BEGIN Material provided

//! Reveal controller: owns the observation session of one mounted view.

use tracing::{debug, info, warn};

use super::host::{IntersectionPrimitive, RenderSurface};
use super::reducer::Effect;
use super::session::ObservationSession;
use super::types::{EventBatch, RevealOptions, SessionId, TargetId};
use crate::error::{RevealError, RevealResult};

/// Drives the reveal effect for one mounted view.
///
/// Holds at most one live [`ObservationSession`]. Starting a new session
/// stops the previous one first, and dropping the controller releases every
/// watch it still holds. When constructed without an intersection primitive
/// the controller degrades: targets are marked visible at `start` and never
/// observed.
///
/// # Example
///
/// ```ignore
/// let mut controller = RevealController::new(surface, Some(observer));
///
/// // After the first render has been committed:
/// let session = controller.mount("reveal", RevealOptions::default());
///
/// // For every batch the host delivers:
/// controller.handle_batch(&batch);
///
/// // Before the view goes away:
/// controller.stop(session);
/// ```
pub struct RevealController<S: RenderSurface, P: IntersectionPrimitive> {
    surface: S,
    primitive: Option<P>,
    session: Option<ObservationSession>,
    last_id: SessionId,
}

impl<S: RenderSurface, P: IntersectionPrimitive> RevealController<S, P> {
    pub fn new(surface: S, primitive: Option<P>) -> Self {
        Self {
            surface,
            primitive,
            session: None,
            last_id: SessionId::new(0),
        }
    }

    /// Continue session numbering after `last`, so ids handed out by this
    /// controller never collide with those of a controller it replaces.
    pub fn starting_after(mut self, last: SessionId) -> Self {
        self.last_id = last;
        self
    }

    /// Id of the most recently started session, or the seed if none started.
    pub fn last_session_id(&self) -> SessionId {
        self.last_id
    }

    /// Whether the host provides a viewport-intersection primitive.
    pub fn has_primitive(&self) -> bool {
        self.primitive.is_some()
    }

    /// Discover tagged targets on the surface and start a session over them.
    ///
    /// Must run after the initial render has been committed. Discovery before
    /// paint finds nothing and yields an empty session.
    pub fn mount(&mut self, tag: &str, options: RevealOptions) -> SessionId {
        let targets = self.surface.find_tagged(tag);
        if targets.is_empty() {
            warn!(tag, "No reveal targets found; discovery may have run before render");
        } else {
            debug!(tag, count = targets.len(), "Discovered reveal targets");
        }
        self.start(targets, options)
    }

    /// Start observing `targets`. Any active session is stopped first.
    ///
    /// Returns immediately; markers only change when batches arrive, except in
    /// degraded mode where every target is marked visible right away.
    pub fn start(
        &mut self,
        targets: impl IntoIterator<Item = TargetId>,
        options: RevealOptions,
    ) -> SessionId {
        if let Some(previous) = self.active_session_id() {
            info!(session = %previous, "Replacing active reveal session");
            self.stop(previous);
        }

        let id = self.last_id.next();
        self.last_id = id;

        let session = match self.primitive.as_mut() {
            Some(primitive) => {
                let session = ObservationSession::new(id, options, targets);
                for target in session.watched() {
                    primitive.observe(id, target, options.threshold);
                }
                info!(
                    session = %id,
                    targets = session.watched_count(),
                    mode = %options.mode,
                    threshold = options.threshold.value(),
                    "Reveal session started"
                );
                session
            }
            None => {
                warn!(session = %id, "{}; revealing all targets", RevealError::MissingCapability);
                let session = ObservationSession::degraded(id, options, targets);
                for target in session.settled() {
                    self.surface.set_marker(target, true);
                }
                session
            }
        };

        self.session = Some(session);
        id
    }

    /// Release every watch held by `session`. Calling it again, or with an
    /// id that was already replaced, does nothing.
    pub fn stop(&mut self, session: SessionId) {
        if let Err(err) = self.try_stop(session) {
            debug!(%err, "Ignoring stop");
        }
    }

    fn try_stop(&mut self, id: SessionId) -> RevealResult<()> {
        let session = match self.session.as_mut() {
            Some(session) if session.id() == id => session,
            _ => return Err(RevealError::DoubleRelease(id)),
        };

        let released = session.release()?;
        if let Some(primitive) = self.primitive.as_mut() {
            for target in &released {
                primitive.unobserve(id, *target);
            }
        }
        info!(session = %id, released = released.len(), "Reveal session stopped");
        Ok(())
    }

    /// Stop whatever session is live. Used on the "before teardown" checkpoint.
    pub fn teardown(&mut self) {
        if let Some(id) = self.active_session_id() {
            self.stop(id);
        }
    }

    /// Apply one batch of intersection reports.
    ///
    /// Each entry is reduced independently. Entries for a session other than
    /// the live one, or for targets no longer watched, are discarded. Returns
    /// the number of entries that were applied.
    pub fn handle_batch(&mut self, batch: &EventBatch) -> usize {
        let Self {
            surface,
            primitive,
            session,
            ..
        } = self;

        let Some(session) = session.as_mut().filter(|s| s.id() == batch.session) else {
            debug!(
                session = %batch.session,
                entries = batch.entries.len(),
                "Discarding batch for inactive session"
            );
            return 0;
        };

        let mut applied = 0;
        for entry in &batch.entries {
            let effects = match session.apply(*entry) {
                Ok(effects) => effects,
                Err(err) => {
                    debug!(%err, "Discarding event");
                    continue;
                }
            };
            applied += 1;
            for effect in effects {
                match effect {
                    Effect::SetMarker(visible) => {
                        debug!(id = %entry.target, visible, "Reveal marker");
                        surface.set_marker(entry.target, visible);
                    }
                    Effect::Unobserve => {
                        if let Some(primitive) = primitive.as_mut() {
                            primitive.unobserve(batch.session, entry.target);
                        }
                    }
                }
            }
        }
        applied
    }

    /// The current (or most recently stopped) session.
    pub fn session(&self) -> Option<&ObservationSession> {
        self.session.as_ref()
    }

    pub fn active_session_id(&self) -> Option<SessionId> {
        self.session
            .as_ref()
            .filter(|s| s.is_active())
            .map(|s| s.id())
    }

    /// Whether `target` currently carries the visible marker according to the
    /// live session.
    pub fn is_visible(&self, target: TargetId) -> bool {
        self.session
            .as_ref()
            .filter(|s| s.is_active())
            .is_some_and(|s| s.state_of(target).is_visible())
    }

    pub fn surface(&self) -> &S {
        &self.surface
    }

    pub fn primitive(&self) -> Option<&P> {
        self.primitive.as_ref()
    }
}

impl<S: RenderSurface, P: IntersectionPrimitive> Drop for RevealController<S, P> {
    fn drop(&mut self) {
        self.teardown();
    }
}

#[cfg(test)]
mod tests {
    use super::*;
    use crate::reveal::types::{Intersection, RevealMode, Threshold};
    use std::collections::BTreeMap;

    #[derive(Default)]
    struct FakeSurface {
        tagged: Vec<TargetId>,
        markers: BTreeMap<TargetId, bool>,
    }

    impl RenderSurface for FakeSurface {
        fn find_tagged(&mut self, _tag: &str) -> Vec<TargetId> {
            self.tagged.clone()
        }

        fn set_marker(&mut self, target: TargetId, visible: bool) {
            self.markers.insert(target, visible);
        }
    }

    #[derive(Default)]
    struct FakeObserver {
        observing: Vec<(SessionId, TargetId)>,
    }

    impl IntersectionPrimitive for FakeObserver {
        fn observe(&mut self, session: SessionId, target: TargetId, _threshold: Threshold) {
            self.observing.push((session, target));
        }

        fn unobserve(&mut self, session: SessionId, target: TargetId) {
            self.observing.retain(|entry| *entry != (session, target));
        }
    }

    fn t(raw: u32) -> TargetId {
        TargetId::new(raw)
    }

    #[test]
    fn start_observes_without_marking() {
        let mut controller = RevealController::new(FakeSurface::default(), Some(FakeObserver::default()));
        let id = controller.start([t(1), t(2)], RevealOptions::default());
        assert_eq!(controller.primitive().unwrap().observing.len(), 2);
        assert!(controller.surface().markers.is_empty());
        assert_eq!(controller.active_session_id(), Some(id));
    }

    #[test]
    fn restart_stops_previous_session() {
        let mut controller = RevealController::new(FakeSurface::default(), Some(FakeObserver::default()));
        let first = controller.start([t(1), t(2)], RevealOptions::default());
        let second = controller.start([t(1), t(2)], RevealOptions::default());
        assert_ne!(first, second);
        let observing = &controller.primitive().unwrap().observing;
        assert_eq!(observing.len(), 2);
        assert!(observing.iter().all(|(session, _)| *session == second));
    }

    #[test]
    fn mount_uses_surface_discovery() {
        let surface = FakeSurface {
            tagged: vec![t(3), t(4)],
            ..Default::default()
        };
        let mut controller = RevealController::new(surface, Some(FakeObserver::default()));
        controller.mount("reveal", RevealOptions::default());
        assert_eq!(controller.session().unwrap().watched_count(), 2);
    }

    #[test]
    fn batch_for_old_session_is_ignored() {
        let options = RevealOptions::default().with_mode(RevealMode::Toggle);
        let mut controller = RevealController::new(FakeSurface::default(), Some(FakeObserver::default()));
        let old = controller.start([t(1)], options);
        controller.start([t(1)], options);
        let applied = controller.handle_batch(&EventBatch::new(old, vec![Intersection::new(t(1), true)]));
        assert_eq!(applied, 0);
        assert!(controller.surface().markers.is_empty());
    }

    #[test]
    fn replacement_controller_continues_numbering() {
        let mut first = RevealController::new(FakeSurface::default(), Some(FakeObserver::default()));
        first.start([t(1)], RevealOptions::default());
        let before = first.start([t(1)], RevealOptions::default());
        assert_eq!(first.last_session_id(), before);

        let mut second = RevealController::new(FakeSurface::default(), Some(FakeObserver::default()))
            .starting_after(first.last_session_id());
        let after = second.start([t(1)], RevealOptions::default());
        assert_eq!(after, SessionId::new(3));
        assert!(after > before);
    }

    #[test]
    fn teardown_releases_watches() {
        let mut controller = RevealController::new(FakeSurface::default(), Some(FakeObserver::default()));
        controller.start([t(1)], RevealOptions::default());
        controller.teardown();
        assert!(controller.primitive().unwrap().observing.is_empty());
        assert_eq!(controller.active_session_id(), None);
    }

    #[test]
    fn degraded_marks_everything_visible() {
        let mut controller: RevealController<FakeSurface, FakeObserver> =
            RevealController::new(FakeSurface::default(), None);
        controller.start([t(1), t(2)], RevealOptions::default());
        assert!(!controller.has_primitive());
        assert_eq!(controller.surface().markers.get(&t(1)), Some(&true));
        assert_eq!(controller.surface().markers.get(&t(2)), Some(&true));
        assert!(controller.is_visible(t(1)));
        assert!(controller.session().unwrap().is_degraded());
    }
}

END Material provided

(About this exercise) Copy out each line of the data that holds the string "RevealMode".

(Answer to this exercise)
    use crate::reveal::types::{Intersection, RevealMode, Threshold};
        let options = RevealOptions::default().with_mode(RevealMode::Toggle);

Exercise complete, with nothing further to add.